Durante muitos anos, o imaginário coletivo sobre hackers foi moldado pela figura quase folclórica de jovens isolados em seus quartos. Essa imagem já não representa a realidade dominante. O cibercrime evoluiu muito e, hoje, opera como uma indústria global altamente estruturada, escalável e orientada a lucro.
E poucos países ilustram essa transformação de forma tão clara quanto o Brasil.
Os números são contundentes. Apenas no primeiro semestre de 2025, o país foi alvo de mais de 314 bilhões de tentativas de ataques cibernéticos, concentrando 84% de todas as investidas registradas na América Latina. No cenário global, o Brasil já figura entre os sete países mais atacados do mundo, consolidando-se como um alvo estratégico para o crime digital.

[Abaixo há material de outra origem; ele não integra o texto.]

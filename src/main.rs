//! netdiag - one-shot network diagnostics for a single host
//!
//! Prints a report with ping statistics, DNS lookup results and TCP port
//! reachability. Probe failures are part of the report; only invalid
//! configuration ends the run with a non-zero exit status.

use clap::Parser;
use host_diagnostics::{
    cli::Cli,
    config::{display_config_summary, load_config},
    error::{AppError, Result},
    logging::LoggerFactory,
    output::{OutputCoordinator, OutputFormatterFactory},
    NetworkDiagnostics, PKG_NAME, TARGET_TRIPLE, VERSION,
};
use std::process;

#[tokio::main]
async fn main() {
    std::panic::set_hook(Box::new(|panic_info| {
        eprintln!("Application panic: {}", panic_info);
        process::exit(99);
    }));

    let cli = Cli::parse();
    let use_color = cli.use_colors();

    if let Err(e) = run_application(cli).await {
        eprintln!("{}", e.format_for_console(use_color));
        print_error_suggestions(&e);
        process::exit(e.exit_code());
    }
}

/// Main application logic
async fn run_application(cli: Cli) -> Result<()> {
    cli.validate().map_err(AppError::validation)?;

    let config = load_config(cli)?;
    let loggers = LoggerFactory::new(config.clone());
    let logger = loggers.create_logger("MAIN");

    logger
        .debug(&format!("{} v{} ({})", PKG_NAME, VERSION, TARGET_TRIPLE))
        .field("session_id", loggers.session_id())
        .log();
    logger
        .debug(&format!("Configuration:\n{}", display_config_summary(&config)))
        .log();

    let diagnostics = NetworkDiagnostics::from_config(&config, &loggers)?;
    let report = diagnostics.run_diagnostics(&config.host, &config.ports).await;

    let formatter = OutputFormatterFactory::create_formatter(config.output_format, config.enable_color);
    let coordinator = OutputCoordinator::new(formatter).with_summary(config.verbose);
    println!("{}", coordinator.display_report(&report)?);

    Ok(())
}

/// Print helpful suggestions for common errors
fn print_error_suggestions(error: &AppError) {
    eprintln!();
    eprintln!("Suggestion: {}", error.suggestion());

    if matches!(error, AppError::Config(_) | AppError::Validation(_)) {
        eprintln!("  - Ports must be between 1 and 65535");
        eprintln!("  - --count accepts 1-100, --timeout accepts 1-60 seconds");
        eprintln!("  - DNS servers must be IP addresses (e.g. 1.1.1.1)");
        eprintln!("  - The host must not start with '-'");
    }
}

Esse volume não é apenas um reflexo da digitalização acelerada, mas uma consequência direta da industrialização do cibercrime.
Hoje, vivemos a consolidação do modelo “cybercrime as a service”. Ataques são empacotados, vendidos e operados como serviços. Kits de ransomware, ferramentas de phishing e acessos a redes corporativas circulam livremente na dark web, reduzindo drasticamente a barreira de entrada. Na prática, qualquer pessoa pode se tornar um hacker com investimento relativamente baixo.
Esse modelo ajuda a explicar a escalada dos ciberataques no país. Organizações brasileiras enfrentam, em média, 3.520 ataques por semana, número significativamente superior à média global, que é de 2.027 por semana, segundo estudo Check Point Research (CPR). Ao mesmo tempo, o Brasil já ocupa posições alarmantes em rankings globais: é o 3º país mais atacado por ransomware no mundo e o 2º em detecções de malware.
O impacto financeiro acompanha essa tendência. O custo médio de uma violação no país já supera R$ 7 milhões, enquanto pagamentos de resgate podem chegar a milhões por incidente. Segundo pesquisa da empresa de segurança Sophos, 73% das empresas participantes do estudo já foram vítimas de ransomware, evidenciando que o problema deixou de ser exceção e passou a ser regra.
Mas há um fator que eleva esse cenário a um novo patamar: a inteligência artificial. A IA está transformando o cibercrime em três dimensões críticas: velocidade, escala e eficiência. Ataques que antes exigiam semanas de preparação agora podem ser estruturados em minutos.
Ferramentas baseadas em IA permitem automatizar phishing altamente personalizado, explorar vulnerabilidades com precisão e lançar campanhas massivas de forma simultânea.
No Brasil, esse efeito já é visível. Relatórios recentes indicam crescimento acelerado de ataques de ransomware — com aumento de até 69% em um único ano — além da intensificação de campanhas que combinam engenharia social com automação baseada em IA.
Além disso, o país apresenta características que o tornam particularmente atrativo para cibercriminosos: alta digitalização de serviços financeiros, ampla adoção de sistemas como o Pix e, em muitos casos, maturidade ainda desigual em práticas de segurança.
O resultado é uma combinação perigosa: alto valor transacional, grande superfície de ataque e defesas ainda em evolução.
As empresas precisam evoluir na mesma velocidade, ou mais rápido que os atacantes. Isso significa incorporar inteligência artificial na defesa, investir em automação, reduzir drasticamente o tempo de resposta a incidentes e tratar segurança como prioridade estratégica.
Também será essencial fortalecer a colaboração entre setor privado, governo e entidades regulatórias. Iniciativas como a LGPD foram importantes, mas ainda há um longo caminho para transformar compliance em resiliência real.
Por fim, há uma mudança de mentalidade inevitável. No Brasil, ainda é comum que segurança seja tratada como custo e não como investimento. Em um cenário em que ataques acontecem em escala industrial e prejuízos ultrapassam milhões, essa visão já não se sustenta.
Portanto, a pergunta que deixo aqui não é se sua empresa será alvo, mas se ela estará preparada quando isso acontecer.